● Your task
Look below. Copy each line that has "enum" in it.

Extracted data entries
————————
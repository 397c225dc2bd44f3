//! Graceful shutdown of the gateway.
//!
//! The trigger is latched: a listener subscribed after shutdown began still
//! observes it, so a server started late stops immediately.

use tokio::sync::watch;
use tokio::task::JoinHandle;

use crate::lifecycle::signals::wait_for_signal;

/// Owner of the shutdown trigger.
pub struct Shutdown {
    tx: watch::Sender<bool>,
}

impl Shutdown {
    pub fn new() -> Self {
        let (tx, _) = watch::channel(false);
        Self { tx }
    }

    pub fn subscribe(&self) -> ShutdownListener {
        ShutdownListener {
            rx: self.tx.subscribe(),
        }
    }

    /// Begin shutdown. Only the first call is logged.
    pub fn trigger(&self, reason: &str) {
        if !self.tx.send_replace(true) {
            tracing::info!(reason = %reason, "Graceful shutdown initiated");
        }
    }

    /// Hand the trigger to a task that fires it on SIGINT or SIGTERM.
    pub fn trigger_on_signal(self) -> JoinHandle<()> {
        tokio::spawn(async move {
            let signal = wait_for_signal().await;
            self.trigger(signal);
        })
    }
}

impl Default for Shutdown {
    fn default() -> Self {
        Self::new()
    }
}

/// Receiving side held by the HTTP server.
#[derive(Clone)]
pub struct ShutdownListener {
    rx: watch::Receiver<bool>,
}

impl ShutdownListener {
    /// Resolve once shutdown has been triggered or the trigger was dropped.
    pub async fn triggered(mut self) {
        while !*self.rx.borrow_and_update() {
            if self.rx.changed().await.is_err() {
                return;
            }
        }
    }
}
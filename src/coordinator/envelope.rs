//! Uniform result envelope returned by every coordinator operation.
//!
//! In Rust the envelope is a tagged union; on the wire it keeps the
//! `{success, payload, message}` shape callers consume.

use serde::de::{self, Deserializer};
use serde::ser::Serializer;
use serde::{Deserialize, Serialize};
use std::fmt::Display;

/// Message attached to successful envelopes on the wire.
pub const SUCCESS_MESSAGE: &str = "OK";

const UNKNOWN_FAILURE: &str = "Unknown error";

/// Outcome of a coordinator operation.
#[derive(Debug, Clone, PartialEq)]
pub enum ResultEnvelope<T> {
    Success(T),
    /// Always carries a non-empty diagnostic.
    Failure(String),
}

impl<T> ResultEnvelope<T> {
    pub fn success(payload: T) -> Self {
        Self::Success(payload)
    }

    /// Failure envelope; an empty message is replaced by a generic one.
    pub fn failure(message: impl Into<String>) -> Self {
        let message = message.into();
        if message.trim().is_empty() {
            Self::Failure(UNKNOWN_FAILURE.to_string())
        } else {
            Self::Failure(message)
        }
    }

    pub fn is_success(&self) -> bool {
        matches!(self, Self::Success(_))
    }

    pub fn payload(&self) -> Option<&T> {
        match self {
            Self::Success(payload) => Some(payload),
            Self::Failure(_) => None,
        }
    }

    pub fn into_payload(self) -> Option<T> {
        match self {
            Self::Success(payload) => Some(payload),
            Self::Failure(_) => None,
        }
    }

    pub fn message(&self) -> &str {
        match self {
            Self::Success(_) => SUCCESS_MESSAGE,
            Self::Failure(message) => message,
        }
    }
}

impl<T, E: Display> From<Result<T, E>> for ResultEnvelope<T> {
    fn from(result: Result<T, E>) -> Self {
        match result {
            Ok(payload) => Self::success(payload),
            Err(e) => Self::failure(e.to_string()),
        }
    }
}

#[derive(Serialize)]
struct WireRef<'a, T> {
    success: bool,
    payload: Option<&'a T>,
    message: &'a str,
}

#[derive(Deserialize)]
struct WireOwned<T> {
    success: bool,
    #[serde(default = "Option::default")]
    payload: Option<T>,
    #[serde(default)]
    message: String,
}

impl<T: Serialize> Serialize for ResultEnvelope<T> {
    fn serialize<S: Serializer>(&self, serializer: S) -> Result<S::Ok, S::Error> {
        WireRef {
            success: self.is_success(),
            payload: self.payload(),
            message: self.message(),
        }
        .serialize(serializer)
    }
}

impl<'de, T: Deserialize<'de>> Deserialize<'de> for ResultEnvelope<T> {
    fn deserialize<D: Deserializer<'de>>(deserializer: D) -> Result<Self, D::Error> {
        let wire = WireOwned::<T>::deserialize(deserializer)?;
        match (wire.success, wire.payload) {
            (true, Some(payload)) => Ok(Self::Success(payload)),
            (true, None) => Err(de::Error::custom("successful envelope without payload")),
            (false, _) => Ok(Self::failure(wire.message)),
        }
    }
}
//! Shared utilities for integration tests.

#![allow(dead_code)]

use std::net::SocketAddr;
use std::sync::Mutex;
use std::time::Duration;

use axum::Router;
use serde_json::json;
use tokio::net::TcpListener;

use chaincode_gateway::config::NetworkConfig;
use chaincode_gateway::fabric::{
    BroadcastResponse, Channel, ChaincodeResponse, Endorsement, EndorsementResponse,
    FabricClient, OrderingRequest, Proposal, ProposalRequest, SdkError, SdkResult, TransactionId,
    UserContext,
};

/// Canned answer for one channel call.
#[derive(Debug, Clone)]
pub enum Script<T> {
    Reply(T),
    Fail(String),
}

impl<T: Clone> Script<T> {
    fn run(&self) -> SdkResult<T> {
        match self {
            Script::Reply(value) => Ok(value.clone()),
            Script::Fail(message) => Err(SdkError::Transport(message.clone())),
        }
    }
}

/// In-memory channel replaying scripted SDK answers.
pub struct ScriptedChannel {
    pub query: Script<Option<Vec<Vec<u8>>>>,
    pub proposal: Script<Vec<EndorsementResponse>>,
    pub broadcast: Script<BroadcastResponse>,
    /// Delay before every query answer.
    pub latency: Duration,
    pub queries: Mutex<Vec<ProposalRequest>>,
    pub proposals: Mutex<Vec<ProposalRequest>>,
    pub orders: Mutex<Vec<OrderingRequest>>,
}

impl Default for ScriptedChannel {
    fn default() -> Self {
        Self {
            query: Script::Reply(Some(Vec::new())),
            proposal: Script::Reply(Vec::new()),
            broadcast: Script::Reply(BroadcastResponse {
                status: Some("SUCCESS".to_string()),
                info: None,
            }),
            latency: Duration::ZERO,
            queries: Mutex::new(Vec::new()),
            proposals: Mutex::new(Vec::new()),
            orders: Mutex::new(Vec::new()),
        }
    }
}

impl Channel for ScriptedChannel {
    async fn query_by_chaincode(&self, request: &ProposalRequest) -> SdkResult<Option<Vec<Vec<u8>>>> {
        self.queries.lock().unwrap().push(request.clone());
        if !self.latency.is_zero() {
            tokio::time::sleep(self.latency).await;
        }
        self.query.run()
    }

    async fn send_transaction_proposal(
        &self,
        request: &ProposalRequest,
    ) -> SdkResult<(Vec<EndorsementResponse>, Proposal)> {
        self.proposals.lock().unwrap().push(request.clone());
        let responses = self.proposal.run()?;
        Ok((responses, sample_proposal(request)))
    }

    async fn send_transaction(&self, request: &OrderingRequest) -> SdkResult<BroadcastResponse> {
        self.orders.lock().unwrap().push(request.clone());
        self.broadcast.run()
    }
}

/// In-memory client exposing a single scripted channel.
pub struct ScriptedClient {
    pub channel_name: String,
    pub channel: ScriptedChannel,
    pub enrolled: Vec<String>,
}

impl ScriptedClient {
    pub fn new(channel: ScriptedChannel) -> Self {
        Self {
            channel_name: network().channel_name,
            channel,
            enrolled: vec!["admin".to_string()],
        }
    }

    /// Client whose connection profile lacks the configured channel.
    pub fn without_channel() -> Self {
        Self {
            channel_name: "some-other-channel".to_string(),
            channel: ScriptedChannel::default(),
            enrolled: Vec::new(),
        }
    }
}

impl FabricClient for ScriptedClient {
    type Channel = ScriptedChannel;

    fn get_channel(&self, name: &str) -> Option<&ScriptedChannel> {
        (self.channel_name == name).then_some(&self.channel)
    }

    fn new_transaction_id(&self) -> TransactionId {
        TransactionId::new("7f3c9a", "nonce-7f3c9a")
    }

    async fn user_context(&self, username: &str) -> SdkResult<Option<UserContext>> {
        Ok(self
            .enrolled
            .iter()
            .any(|u| u == username)
            .then(|| UserContext {
                name: username.to_string(),
                msp_id: "Org1MSP".to_string(),
            }))
    }
}

pub fn network() -> NetworkConfig {
    NetworkConfig {
        org: "org1".to_string(),
        channel_name: "mychannel".to_string(),
        targets: vec![
            "peer0.org1.example.com".to_string(),
            "peer1.org1.example.com".to_string(),
            "peer0.org2.example.com".to_string(),
        ],
        chaincode_name: "registrar".to_string(),
    }
}

pub fn sample_proposal(request: &ProposalRequest) -> Proposal {
    Proposal(json!({
        "chaincodeId": request.chaincode_id,
        "fcn": request.fcn,
        "txId": request.tx_id.as_ref().map(|t| t.id.clone()),
    }))
}

/// Endorsement with the given status.
pub fn endorsed(peer: &str, status: i32) -> EndorsementResponse {
    EndorsementResponse {
        peer: peer.to_string(),
        response: Some(ChaincodeResponse {
            status,
            message: String::new(),
            payload: b"OK".to_vec(),
        }),
        endorsement: Some(Endorsement {
            endorser: peer.to_string(),
            signature: vec![0x30, 0x44],
        }),
    }
}

/// Peer answer carrying no response object.
pub fn malformed(peer: &str) -> EndorsementResponse {
    EndorsementResponse {
        peer: peer.to_string(),
        response: None,
        endorsement: None,
    }
}

/// Serve a mock SDK gateway on an ephemeral port.
pub async fn start_sdk_gateway(app: Router) -> SocketAddr {
    let listener = TcpListener::bind("127.0.0.1:0").await.unwrap();
    let addr = listener.local_addr().unwrap();
    tokio::spawn(async move {
        let _ = axum::serve(listener, app).await;
    });
    addr
}
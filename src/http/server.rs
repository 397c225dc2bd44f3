//! HTTP server setup and configuration.
//!
//! # Responsibilities
//! - Create Axum Router with all handlers
//! - Wire up middleware (tracing, timeout, request ID)
//! - Bind server to listener and stop on shutdown signal

use axum::{
    error_handling::HandleErrorLayer,
    routing::{get, post},
    Router,
};
use std::time::Duration;
use tokio::net::TcpListener;
use tower::{timeout::TimeoutLayer, ServiceBuilder};
use tower_http::trace::TraceLayer;

use crate::config::GatewayConfig;
use crate::coordinator::EndorsementCoordinator;
use crate::fabric::FabricClient;
use crate::http::handlers;
use crate::http::request::{propagate_request_id_layer, set_request_id_layer};
use crate::lifecycle::ShutdownListener;

/// Application state injected into handlers.
pub struct AppState<C> {
    pub coordinator: EndorsementCoordinator<C>,
}

impl<C> Clone for AppState<C> {
    fn clone(&self) -> Self {
        Self {
            coordinator: self.coordinator.clone(),
        }
    }
}

/// Build the Axum router with all middleware layers.
pub fn build_router<C: FabricClient + 'static>(
    coordinator: EndorsementCoordinator<C>,
    request_timeout: Duration,
) -> Router {
    Router::new()
        .route("/health", get(handlers::health::<C>))
        .route("/api/v1/query", post(handlers::query::<C>))
        .route("/api/v1/transactions", post(handlers::propose::<C>))
        .route(
            "/api/v1/transactions/transient",
            post(handlers::propose_transient::<C>),
        )
        .route("/api/v1/transactions/commit", post(handlers::commit::<C>))
        .route(
            "/api/v1/users/{username}/status",
            get(handlers::enrollment_status::<C>),
        )
        .with_state(AppState { coordinator })
        .layer(
            ServiceBuilder::new()
                .layer(set_request_id_layer())
                .layer(TraceLayer::new_for_http())
                .layer(propagate_request_id_layer())
                // Must wrap the timeout so the stack stays infallible.
                .layer(HandleErrorLayer::new(handlers::handle_layer_error))
                .layer(TimeoutLayer::new(request_timeout)),
        )
}

/// HTTP front end of the chaincode gateway.
pub struct HttpServer {
    router: Router,
    config: GatewayConfig,
}

impl HttpServer {
    /// Create a new HTTP server with the given configuration.
    pub fn new<C: FabricClient + 'static>(
        config: GatewayConfig,
        coordinator: EndorsementCoordinator<C>,
    ) -> Self {
        let router = build_router(
            coordinator,
            Duration::from_secs(config.timeouts.request_secs),
        );
        Self { router, config }
    }

    /// Run the server until the shutdown signal fires.
    pub async fn run(
        self,
        listener: TcpListener,
        shutdown: ShutdownListener,
    ) -> Result<(), std::io::Error> {
        let addr = listener.local_addr()?;
        tracing::info!(
            address = %addr,
            channel = %self.config.network.channel_name,
            "HTTP server starting"
        );

        axum::serve(listener, self.router)
            .with_graceful_shutdown(async move {
                shutdown.triggered().await;
                tracing::info!("Draining connections");
            })
            .await?;

        tracing::info!("HTTP server stopped");
        Ok(())
    }
}
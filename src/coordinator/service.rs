//! Endorsement coordinator: query, propose and commit over a Fabric client.
//!
//! # Responsibilities
//! - Build proposal requests from the static network configuration
//! - Forward them to the channel and interpret the answers
//! - Convert every failure into a failure envelope at the operation boundary
//!
//! # Transaction lifecycle
//! ```text
//! Built → Proposed → Accepted | Rejected
//! Accepted → Committed | CommitFailed
//! ```
//! Every transition is a single attempt; retrying is the caller's decision.

use std::collections::BTreeMap;
use std::sync::Arc;
use std::time::Instant;

use crate::config::NetworkConfig;
use crate::coordinator::envelope::ResultEnvelope;
use crate::coordinator::error::{CoordinatorError, CoordinatorResult};
use crate::coordinator::payload::{CommitPayload, EnrollmentPayload, ProposalOutcome, QueryPayload};
use crate::coordinator::policy::{
    build_proposal_result, build_query_result, classify, evaluate_endorsements, Verdict,
};
use crate::fabric::{
    Channel, ChaincodeArgs, EndorsementResponse, FabricClient, OrderingRequest, Proposal,
    ProposalRequest, TransactionId,
};
use crate::observability::metrics;

/// Coordinates chaincode requests for one organisation and channel.
pub struct EndorsementCoordinator<C> {
    client: Arc<C>,
    network: Arc<NetworkConfig>,
}

impl<C> Clone for EndorsementCoordinator<C> {
    fn clone(&self) -> Self {
        Self {
            client: Arc::clone(&self.client),
            network: Arc::clone(&self.network),
        }
    }
}

impl<C: FabricClient> EndorsementCoordinator<C> {
    /// Create a coordinator over an enrolled client.
    pub fn new(client: C, network: NetworkConfig) -> Self {
        Self::with_shared_client(Arc::new(client), network)
    }

    pub fn with_shared_client(client: Arc<C>, network: NetworkConfig) -> Self {
        Self {
            client,
            network: Arc::new(network),
        }
    }

    pub fn network(&self) -> &NetworkConfig {
        &self.network
    }

    pub fn client(&self) -> &C {
        &self.client
    }

    fn channel(&self) -> CoordinatorResult<&C::Channel> {
        self.client
            .get_channel(&self.network.channel_name)
            .ok_or_else(|| CoordinatorError::ChannelNotFound(self.network.channel_name.clone()))
    }

    fn request(&self, fcn: &str, args: ChaincodeArgs, tx_id: Option<TransactionId>) -> ProposalRequest {
        ProposalRequest {
            targets: self.network.targets.clone(),
            chaincode_id: self.network.chaincode_name.clone(),
            fcn: fcn.to_string(),
            args,
            chain_id: self.network.channel_name.clone(),
            tx_id,
        }
    }

    /// Evaluate a chaincode function on the configured peers.
    pub async fn query_chaincode(&self, fcn: &str, args: Vec<String>) -> ResultEnvelope<QueryPayload> {
        let start = Instant::now();
        let envelope = match self.run_query(fcn, args).await {
            Ok(payloads) => build_query_result(payloads),
            Err(e) => ResultEnvelope::failure(e.to_string()),
        };

        match &envelope {
            ResultEnvelope::Success(payload) => tracing::info!(
                fcn = %fcn,
                responses = payload.responses.len(),
                "Query fulfilled"
            ),
            ResultEnvelope::Failure(message) => tracing::warn!(fcn = %fcn, reason = %message, "Query failed"),
        }
        metrics::record_query(envelope.is_success());
        metrics::record_duration("query", start);
        envelope
    }

    async fn run_query(&self, fcn: &str, args: Vec<String>) -> CoordinatorResult<Option<Vec<Vec<u8>>>> {
        let channel = self.channel()?;
        let request = self.request(fcn, ChaincodeArgs::Positional(args), None);
        channel
            .query_by_chaincode(&request)
            .await
            .map_err(CoordinatorError::Query)
    }

    /// Send a proposal with positional arguments for endorsement.
    pub async fn propose_transaction(
        &self,
        fcn: &str,
        args: Vec<String>,
    ) -> ResultEnvelope<ProposalOutcome> {
        self.propose(fcn, ChaincodeArgs::Positional(args)).await
    }

    /// Send a proposal whose data travels only in the transient map.
    pub async fn propose_transaction_transient(
        &self,
        fcn: &str,
        transient: BTreeMap<String, String>,
    ) -> ResultEnvelope<ProposalOutcome> {
        self.propose(fcn, ChaincodeArgs::Transient(transient)).await
    }

    async fn propose(&self, fcn: &str, args: ChaincodeArgs) -> ResultEnvelope<ProposalOutcome> {
        let start = Instant::now();
        let envelope = match self.broadcast_proposal(fcn, args).await {
            Ok((tx_id, responses, proposal)) => {
                let decision = evaluate_endorsements(&responses);
                metrics::record_proposal(decision.as_str());
                tracing::info!(
                    tx_id = %tx_id,
                    decision = decision.as_str(),
                    endorsers = responses.len(),
                    "Endorsement round complete"
                );
                build_proposal_result(decision, tx_id, responses, proposal)
            }
            Err(e) => {
                tracing::error!(fcn = %fcn, error = %e, "Proposal not sent");
                ResultEnvelope::failure(e.to_string())
            }
        };
        metrics::record_duration("propose", start);
        envelope
    }

    async fn broadcast_proposal(
        &self,
        fcn: &str,
        args: ChaincodeArgs,
    ) -> CoordinatorResult<(TransactionId, Vec<EndorsementResponse>, Proposal)> {
        let tx_id = self.client.new_transaction_id();
        let request = self.request(fcn, args, Some(tx_id.clone()));
        let channel = self.channel()?;

        tracing::debug!(
            targets = ?request.targets,
            chaincode_id = %request.chaincode_id,
            chain_id = %request.chain_id,
            tx_id = %tx_id,
            "Sending transaction proposal"
        );

        let (responses, proposal) = channel
            .send_transaction_proposal(&request)
            .await
            .map_err(CoordinatorError::Proposal)?;

        for response in &responses {
            let verdict = classify(response);
            metrics::record_endorsement(verdict.as_str());
            match verdict {
                Verdict::Good => {
                    tracing::info!(peer = %response.peer, "Chaincode proposal endorsed")
                }
                Verdict::Bad => tracing::error!(
                    peer = %response.peer,
                    status = ?response.status(),
                    "Chaincode proposal rejected"
                ),
            }
        }

        Ok((tx_id, responses, proposal))
    }

    /// Submit an endorsed proposal to the ordering service.
    pub async fn commit_transaction(
        &self,
        tx_id: TransactionId,
        proposal_responses: Vec<EndorsementResponse>,
        proposal: Proposal,
    ) -> ResultEnvelope<CommitPayload> {
        let start = Instant::now();
        let request = OrderingRequest {
            tx_id,
            proposal_responses,
            proposal,
        };
        let envelope: ResultEnvelope<CommitPayload> = self.submit(&request).await.into();

        match &envelope {
            ResultEnvelope::Success(payload) => tracing::info!(
                tx_id = %request.tx_id,
                commit_status = %payload.commit_status,
                "Transaction submitted for ordering"
            ),
            ResultEnvelope::Failure(message) => {
                tracing::error!(tx_id = %request.tx_id, reason = %message, "Commit failed")
            }
        }
        metrics::record_commit(envelope.is_success());
        metrics::record_duration("commit", start);
        envelope
    }

    /// Commit the payload of an accepted proposal as is.
    pub async fn commit_proposal(&self, outcome: ProposalOutcome) -> ResultEnvelope<CommitPayload> {
        let ProposalOutcome {
            tx_id,
            proposal_responses,
            proposal,
            ..
        } = outcome;
        self.commit_transaction(tx_id, proposal_responses, proposal)
            .await
    }

    async fn submit(&self, request: &OrderingRequest) -> CoordinatorResult<CommitPayload> {
        let channel = self.channel()?;
        tracing::info!(
            tx_id = %request.tx_id,
            endorsements = request.proposal_responses.len(),
            "Sending transaction to orderer"
        );

        let result = channel
            .send_transaction(request)
            .await
            .map_err(CoordinatorError::Commit)?;

        match result.status {
            Some(status) if !status.is_empty() => Ok(CommitPayload {
                commit_status: status,
            }),
            _ => Err(CoordinatorError::CommitStatusMissing),
        }
    }

    /// Report whether a user has been enrolled with the client.
    pub async fn enrollment_status(&self, username: &str) -> ResultEnvelope<EnrollmentPayload> {
        let result = self
            .client
            .user_context(username)
            .await
            .map_err(CoordinatorError::Enrollment)
            .map(|user| EnrollmentPayload {
                username: username.to_string(),
                enrolled: user.is_some(),
            });
        if let Ok(payload) = &result {
            tracing::debug!(username = %username, enrolled = payload.enrolled, "Enrollment checked");
        }
        result.into()
    }
}

#[cfg(test)]
mod tests {
    use super::*;
    use crate::fabric::{BroadcastResponse, ChaincodeResponse, SdkError, SdkResult, UserContext};
    use std::sync::Mutex;

    #[derive(Default)]
    struct StubChannel {
        proposals: Mutex<Vec<ProposalRequest>>,
        statuses: Vec<i32>,
        broadcast_status: Option<String>,
    }

    impl Channel for StubChannel {
        async fn query_by_chaincode(&self, _request: &ProposalRequest) -> SdkResult<Option<Vec<Vec<u8>>>> {
            Ok(Some(vec![b"v".to_vec()]))
        }

        async fn send_transaction_proposal(
            &self,
            request: &ProposalRequest,
        ) -> SdkResult<(Vec<EndorsementResponse>, Proposal)> {
            self.proposals.lock().unwrap().push(request.clone());
            let responses = self
                .statuses
                .iter()
                .map(|status| EndorsementResponse {
                    peer: "peer".to_string(),
                    response: Some(ChaincodeResponse {
                        status: *status,
                        message: String::new(),
                        payload: Vec::new(),
                    }),
                    endorsement: None,
                })
                .collect();
            Ok((responses, Proposal::default()))
        }

        async fn send_transaction(&self, _request: &OrderingRequest) -> SdkResult<BroadcastResponse> {
            Ok(BroadcastResponse {
                status: self.broadcast_status.clone(),
                info: None,
            })
        }
    }

    struct StubClient {
        channel: StubChannel,
    }

    impl FabricClient for StubClient {
        type Channel = StubChannel;

        fn get_channel(&self, name: &str) -> Option<&StubChannel> {
            (name == "mychannel").then_some(&self.channel)
        }

        fn new_transaction_id(&self) -> TransactionId {
            TransactionId::new("tx-1", "nonce-1")
        }

        async fn user_context(&self, username: &str) -> SdkResult<Option<UserContext>> {
            match username {
                "broken" => Err(SdkError::Transport("wallet unavailable".into())),
                "alice" => Ok(Some(UserContext {
                    name: "alice".into(),
                    msp_id: "Org1MSP".into(),
                })),
                _ => Ok(None),
            }
        }
    }

    fn network() -> NetworkConfig {
        NetworkConfig {
            org: "org1".into(),
            channel_name: "mychannel".into(),
            targets: vec!["peer0".into(), "peer1".into()],
            chaincode_name: "registrar".into(),
        }
    }

    fn coordinator(statuses: Vec<i32>, broadcast_status: Option<&str>) -> EndorsementCoordinator<StubClient> {
        EndorsementCoordinator::new(
            StubClient {
                channel: StubChannel {
                    statuses,
                    broadcast_status: broadcast_status.map(str::to_string),
                    ..Default::default()
                },
            },
            network(),
        )
    }

    #[tokio::test]
    async fn test_transient_proposal_request_shape() {
        let coordinator = coordinator(vec![200], Some("SUCCESS"));
        let mut transient = BTreeMap::new();
        transient.insert("password".to_string(), "hunter2".to_string());

        let envelope = coordinator
            .propose_transaction_transient("register", transient.clone())
            .await;
        assert!(envelope.is_success());

        let sent = coordinator.client().channel.proposals.lock().unwrap().clone();
        assert_eq!(sent.len(), 1);
        assert_eq!(sent[0].targets, vec!["peer0".to_string(), "peer1".to_string()]);
        assert_eq!(sent[0].chaincode_id, "registrar");
        assert_eq!(sent[0].chain_id, "mychannel");
        assert!(sent[0].args.positional().is_empty());
        assert_eq!(sent[0].args.transient_map(), Some(&transient));
        assert_eq!(sent[0].tx_id, Some(TransactionId::new("tx-1", "nonce-1")));
    }

    #[tokio::test]
    async fn test_empty_commit_status_is_failure() {
        let coordinator = coordinator(vec![200], Some(""));
        let outcome = coordinator
            .propose_transaction("register", vec![])
            .await
            .into_payload()
            .unwrap();
        let envelope = coordinator.commit_proposal(outcome).await;
        assert_eq!(
            envelope.message(),
            "Failed attachEventHub: ordering service returned no commit status"
        );

        let coordinator = self::coordinator(vec![200], None);
        let envelope = coordinator
            .commit_transaction(TransactionId::new("tx-1", "n"), vec![], Proposal::default())
            .await;
        assert!(!envelope.is_success());
    }

    #[tokio::test]
    async fn test_non_success_status_passes_through() {
        let coordinator = coordinator(vec![200], Some("BAD_REQUEST"));
        let envelope = coordinator
            .commit_transaction(TransactionId::new("tx-1", "n"), vec![], Proposal::default())
            .await;
        assert_eq!(
            envelope.into_payload(),
            Some(CommitPayload {
                commit_status: "BAD_REQUEST".into()
            })
        );
    }

    #[tokio::test]
    async fn test_enrollment_status() {
        let coordinator = coordinator(vec![], None);

        let alice = coordinator.enrollment_status("alice").await.into_payload().unwrap();
        assert!(alice.enrolled);

        let bob = coordinator.enrollment_status("bob").await.into_payload().unwrap();
        assert!(!bob.enrolled);

        let broken = coordinator.enrollment_status("broken").await;
        assert_eq!(broken.message(), "Failed to load user context: wallet unavailable");
    }
}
————————
● Response
pub enum ResultEnvelope<T> {
pub enum Script<T> {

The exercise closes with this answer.